ACTIVITY.
Please copy every line of the records below that holds the word "Regex".

** Opening GIVEN RECORDS block **

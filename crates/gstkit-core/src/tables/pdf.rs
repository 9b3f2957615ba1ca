//! Rate tables from the text layer of a rate PDF.

use lazy_static::lazy_static;
use regex::Regex;
use rust_decimal::Decimal;
use std::str::FromStr;
use tracing::debug;

use super::Result;
use crate::models::rates::{format_percent, RateEntry, RateTable};
use crate::pdf::PdfExtractor;

lazy_static! {
    static ref ROW_WITH_CODE: Regex = Regex::new(
        r"\b(\d{4,8})\b\s+(.+?)\s+(\d{1,2}(?:\.\d+)?)\s*%$"
    ).unwrap();

    static ref ROW_WITH_DESCRIPTION: Regex = Regex::new(
        r"^(.+?)\s+(\d{1,2}(?:\.\d+)?)\s*%$"
    ).unwrap();

    static ref SLAB_HEADING: Regex = Regex::new(
        r"\b(0|5|12|18|28)\s*%"
    ).unwrap();

    static ref HAS_LETTER: Regex = Regex::new(r"[A-Za-z]").unwrap();
}

/// Slab rates in heading priority order; a later slab on the line wins.
const SLABS: [&str; 5] = ["0", "5", "12", "18", "28"];

/// Parse a rate PDF.
pub fn parse_pdf(content: &[u8]) -> Result<RateTable> {
    let extractor = PdfExtractor::from_bytes(content)?;
    let pages = extractor.pages_text()?;
    debug!("Extracted text from {} PDF pages", pages.len());
    Ok(parse_rate_text(&pages.join("\n")))
}

/// Parse rate rows out of extracted PDF text.
///
/// Falls back to the section-heading layout when no row matches.
pub fn parse_rate_text(text: &str) -> RateTable {
    let table = parse_rows(text);
    if !table.is_empty() {
        return table;
    }

    debug!("No rate rows matched, trying section headings");
    parse_sections(text)
}

fn parse_rows(text: &str) -> RateTable {
    let mut table = RateTable::new();
    for line in text.lines().map(str::trim).filter(|l| !l.is_empty()) {
        if let Some(caps) = ROW_WITH_CODE.captures(line) {
            let Some(rate) = rate_from(&caps[3]) else {
                continue;
            };
            table.insert(&caps[1], RateEntry::new(caps[2].trim().to_lowercase(), rate));
        } else if let Some(caps) = ROW_WITH_DESCRIPTION.captures(line) {
            let Some(rate) = rate_from(&caps[2]) else {
                continue;
            };
            let description = caps[1].trim().to_lowercase();
            table.insert(description.clone(), RateEntry::new(description, rate));
        }
    }
    table
}

/// Lines under a heading like "Goods taxed at 12%" inherit that rate.
fn parse_sections(text: &str) -> RateTable {
    let mut table = RateTable::new();
    let mut current: Option<String> = None;

    for line in text.lines().map(str::trim).filter(|l| !l.is_empty()) {
        if line.contains('%') {
            let slab = SLAB_HEADING
                .captures_iter(line)
                .filter_map(|caps| SLABS.iter().position(|s| *s == &caps[1]))
                .max();
            if let Some(index) = slab {
                current = rate_from(SLABS[index]);
            }
            continue;
        }

        if let Some(rate) = &current {
            if HAS_LETTER.is_match(line) {
                let description = line.to_lowercase();
                table.insert(description.clone(), RateEntry::new(description, rate.clone()));
            }
        }
    }
    table
}

fn rate_from(number: &str) -> Option<String> {
    Decimal::from_str(number).ok().map(format_percent)
}

#[cfg(test)]
mod tests {
    use super::*;
    use pretty_assertions::assert_eq;

    #[test]
    fn test_code_rows_and_description_rows() {
        let text = "\
            Schedule of rates\n\
            8471 Automatic data processing machines 18%\n\
            0401   Fresh milk and cream   0 %\n\
            Restaurant service 5%\n\
            Page 1 of 20\n";

        let table = parse_rate_text(text);
        assert_eq!(table.len(), 3);
        assert_eq!(
            table.get("8471"),
            Some(&RateEntry::new("automatic data processing machines", "18%"))
        );
        assert_eq!(table.get("0401"), Some(&RateEntry::new("fresh milk and cream", "0%")));
        assert_eq!(
            table.get("restaurant service"),
            Some(&RateEntry::new("restaurant service", "5%"))
        );
    }

    #[test]
    fn test_fractional_rate_is_kept() {
        let table = parse_rate_text("7102 Rough diamonds 0.25%");
        assert_eq!(table.get("7102").map(|e| e.rate.as_str()), Some("0.25%"));
    }

    #[test]
    fn test_section_heading_fallback() {
        let text = "\
            Goods taxed at 5% or 12% (Schedule II)\n\
            Footwear\n\
            Packaged paneer\n\
            ----\n\
            Schedule IV - 28% slab\n\
            Aerated water\n";

        let table = parse_rate_text(text);
        assert_eq!(table.get("footwear").map(|e| e.rate.as_str()), Some("12%"));
        assert_eq!(table.get("packaged paneer").map(|e| e.rate.as_str()), Some("12%"));
        assert_eq!(table.get("aerated water").map(|e| e.rate.as_str()), Some("28%"));
        assert!(table.get("----").is_none());
    }

    #[test]
    fn test_section_heading_prefers_higher_slab() {
        let table = parse_rate_text("Schedule: 28% and 5% items\nLuxury cars\n");
        assert_eq!(table.get("luxury cars").map(|e| e.rate.as_str()), Some("28%"));
    }

    #[test]
    fn test_lines_before_any_heading_are_ignored() {
        let table = parse_rate_text("Introduction\nGeneral notes\n");
        assert!(table.is_empty());
    }
}
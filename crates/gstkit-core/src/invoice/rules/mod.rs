//! Rule-based field extractors for GST invoices.

pub mod amounts;
pub mod dates;
pub mod gstin;
pub mod patterns;
pub mod rates;

pub use amounts::{extract_total, parse_amount, AmountExtractor};
pub use dates::{normalize_date, DateExtractor};
pub use gstin::{extract_gstin, validate_gstin, GstinExtractor};
pub use patterns::*;
pub use rates::{extract_gst_rate, RateExtractor};

/// Trait for field extractors.
pub trait FieldExtractor {
    /// The type of value this extractor produces.
    type Output;

    /// Extract the field from text.
    fn extract(&self, text: &str) -> Option<Self::Output>;

    /// Extract all occurrences of the field.
    fn extract_all(&self, text: &str) -> Vec<Self::Output>;
}

/// An extracted value with where it was found.
#[derive(Debug, Clone, PartialEq)]
pub struct ExtractionMatch<T> {
    /// Extracted value.
    pub value: T,
    /// Position in source text.
    pub position: Option<(usize, usize)>,
    /// Source text that was matched.
    pub source: String,
}

impl<T> ExtractionMatch<T> {
    pub fn new(value: T, source: impl Into<String>) -> Self {
        Self {
            value,
            position: None,
            source: source.into(),
        }
    }

    pub fn with_position(mut self, start: usize, end: usize) -> Self {
        self.position = Some((start, end));
        self
    }
}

** Closing GIVEN RECORDS block **

YOUR RESPONSE.
use regex::Regex;
    static ref ROW_WITH_CODE: Regex = Regex::new(
    static ref ROW_WITH_DESCRIPTION: Regex = Regex::new(
    static ref SLAB_HEADING: Regex = Regex::new(
    static ref HAS_LETTER: Regex = Regex::new(r"[A-Za-z]").unwrap();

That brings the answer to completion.